Stored items:
──────────
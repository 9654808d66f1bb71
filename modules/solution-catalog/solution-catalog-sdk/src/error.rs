//! Error types for the `solution-catalog` module.
//!
//! Transport-agnostic error definitions returned by the SDK traits.

use thiserror::Error;

/// Error type for solution catalog operations.
#[derive(Error, Debug, Clone, PartialEq, Eq)]
pub enum SolutionCatalogError {
    /// Unknown module, solution, or environment identifier.
    #[error("Not found: {0}")]
    NotFound(String),

    /// The operation is not allowed on the target (e.g. install outside a
    /// development environment).
    #[error("Invalid operation: {0}")]
    InvalidOperation(String),

    /// The operation conflicts with existing state (e.g. duplicate install).
    #[error("Conflict: {0}")]
    Conflict(String),

    /// The input is malformed.
    #[error("Validation failed: {0}")]
    Validation(String),

    /// An internal error occurred.
    #[error("Internal error: {0}")]
    Internal(String),
}

impl SolutionCatalogError {
    #[must_use]
    pub fn not_found(message: impl Into<String>) -> Self {
        Self::NotFound(message.into())
    }

    #[must_use]
    pub fn invalid_operation(message: impl Into<String>) -> Self {
        Self::InvalidOperation(message.into())
    }

    #[must_use]
    pub fn conflict(message: impl Into<String>) -> Self {
        Self::Conflict(message.into())
    }

    #[must_use]
    pub fn validation(message: impl Into<String>) -> Self {
        Self::Validation(message.into())
    }

    #[must_use]
    pub fn internal(message: impl Into<String>) -> Self {
        Self::Internal(message.into())
    }

    #[must_use]
    pub const fn is_not_found(&self) -> bool {
        matches!(self, Self::NotFound(_))
    }

    #[must_use]
    pub const fn is_invalid_operation(&self) -> bool {
        matches!(self, Self::InvalidOperation(_))
    }

    #[must_use]
    pub const fn is_conflict(&self) -> bool {
        matches!(self, Self::Conflict(_))
    }

    #[must_use]
    pub const fn is_validation(&self) -> bool {
        matches!(self, Self::Validation(_))
    }
}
──────────
### Problem
As you read the records above, find each line that contains "NotFound" and copy it.

### Task answer
    NotFound(String),
        Self::NotFound(message.into())
        matches!(self, Self::NotFound(_))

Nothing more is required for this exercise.